- _PROBLEM DESCRIPTION_: Collect every line of the records below that contains the word "SPDX".

RECORDS TO USE below:

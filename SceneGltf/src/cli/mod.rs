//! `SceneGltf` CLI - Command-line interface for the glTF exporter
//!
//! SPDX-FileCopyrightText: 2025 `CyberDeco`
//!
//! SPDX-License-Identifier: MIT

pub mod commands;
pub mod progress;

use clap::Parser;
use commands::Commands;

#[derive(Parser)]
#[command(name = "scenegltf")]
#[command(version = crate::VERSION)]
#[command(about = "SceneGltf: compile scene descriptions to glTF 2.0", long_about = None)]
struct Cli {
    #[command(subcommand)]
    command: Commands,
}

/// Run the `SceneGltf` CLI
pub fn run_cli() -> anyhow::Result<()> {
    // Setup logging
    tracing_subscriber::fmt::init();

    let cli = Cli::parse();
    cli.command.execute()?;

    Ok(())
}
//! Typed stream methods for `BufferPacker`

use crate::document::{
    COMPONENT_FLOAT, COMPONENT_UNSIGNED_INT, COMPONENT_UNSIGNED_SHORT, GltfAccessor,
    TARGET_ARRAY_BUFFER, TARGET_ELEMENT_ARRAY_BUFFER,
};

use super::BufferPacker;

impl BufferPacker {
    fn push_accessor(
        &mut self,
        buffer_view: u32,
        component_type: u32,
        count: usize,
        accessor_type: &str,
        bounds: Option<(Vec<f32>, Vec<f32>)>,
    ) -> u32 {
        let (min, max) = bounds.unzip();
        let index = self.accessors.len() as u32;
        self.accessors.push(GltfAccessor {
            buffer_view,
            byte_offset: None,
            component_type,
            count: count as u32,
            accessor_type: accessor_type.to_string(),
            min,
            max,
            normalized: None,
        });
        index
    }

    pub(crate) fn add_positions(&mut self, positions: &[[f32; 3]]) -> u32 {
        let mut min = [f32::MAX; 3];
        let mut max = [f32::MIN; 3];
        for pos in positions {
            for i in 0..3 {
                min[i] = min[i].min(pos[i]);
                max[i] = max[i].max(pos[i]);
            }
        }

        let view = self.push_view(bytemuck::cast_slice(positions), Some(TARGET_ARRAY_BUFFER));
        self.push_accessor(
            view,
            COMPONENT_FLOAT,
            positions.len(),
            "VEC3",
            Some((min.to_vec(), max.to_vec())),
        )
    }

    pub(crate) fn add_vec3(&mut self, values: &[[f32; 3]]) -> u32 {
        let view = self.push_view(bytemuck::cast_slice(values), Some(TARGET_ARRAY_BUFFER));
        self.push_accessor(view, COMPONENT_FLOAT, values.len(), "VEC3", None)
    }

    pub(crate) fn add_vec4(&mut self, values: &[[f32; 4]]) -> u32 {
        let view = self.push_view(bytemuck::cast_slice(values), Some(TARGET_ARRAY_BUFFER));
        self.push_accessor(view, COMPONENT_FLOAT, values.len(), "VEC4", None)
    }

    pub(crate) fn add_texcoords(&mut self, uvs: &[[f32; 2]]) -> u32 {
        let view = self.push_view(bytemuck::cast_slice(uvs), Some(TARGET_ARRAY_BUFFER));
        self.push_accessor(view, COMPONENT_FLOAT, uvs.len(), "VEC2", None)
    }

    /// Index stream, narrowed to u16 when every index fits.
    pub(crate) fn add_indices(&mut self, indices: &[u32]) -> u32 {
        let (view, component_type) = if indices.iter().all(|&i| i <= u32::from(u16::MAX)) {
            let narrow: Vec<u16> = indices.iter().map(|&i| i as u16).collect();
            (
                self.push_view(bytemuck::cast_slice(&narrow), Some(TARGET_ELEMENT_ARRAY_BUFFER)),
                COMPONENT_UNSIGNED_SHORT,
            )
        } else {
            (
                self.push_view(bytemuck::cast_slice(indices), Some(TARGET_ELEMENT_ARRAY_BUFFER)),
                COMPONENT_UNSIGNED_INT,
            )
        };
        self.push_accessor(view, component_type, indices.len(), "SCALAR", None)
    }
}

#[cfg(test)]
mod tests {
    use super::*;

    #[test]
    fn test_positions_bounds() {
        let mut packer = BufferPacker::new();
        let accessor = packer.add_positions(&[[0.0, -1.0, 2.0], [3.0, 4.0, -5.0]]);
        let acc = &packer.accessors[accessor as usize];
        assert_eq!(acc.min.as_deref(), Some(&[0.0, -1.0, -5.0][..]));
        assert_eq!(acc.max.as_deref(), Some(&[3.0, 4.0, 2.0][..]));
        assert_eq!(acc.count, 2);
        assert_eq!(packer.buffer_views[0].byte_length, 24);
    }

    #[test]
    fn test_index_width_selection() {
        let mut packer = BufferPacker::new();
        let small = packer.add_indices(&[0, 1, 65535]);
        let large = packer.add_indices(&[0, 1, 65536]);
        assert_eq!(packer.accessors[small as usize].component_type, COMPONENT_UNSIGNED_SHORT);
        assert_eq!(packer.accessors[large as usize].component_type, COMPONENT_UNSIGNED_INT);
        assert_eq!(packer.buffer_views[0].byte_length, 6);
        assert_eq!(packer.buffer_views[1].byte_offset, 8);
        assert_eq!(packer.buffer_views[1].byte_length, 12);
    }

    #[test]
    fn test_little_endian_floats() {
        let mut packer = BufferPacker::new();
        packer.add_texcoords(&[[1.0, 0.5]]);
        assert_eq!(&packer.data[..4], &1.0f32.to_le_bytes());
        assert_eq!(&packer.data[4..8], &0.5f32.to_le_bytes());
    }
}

End of RECORDS TO USE.

- _RESPONSE TO THE EXERCISE_:
//! SPDX-FileCopyrightText: 2025 `CyberDeco`
//! SPDX-License-Identifier: MIT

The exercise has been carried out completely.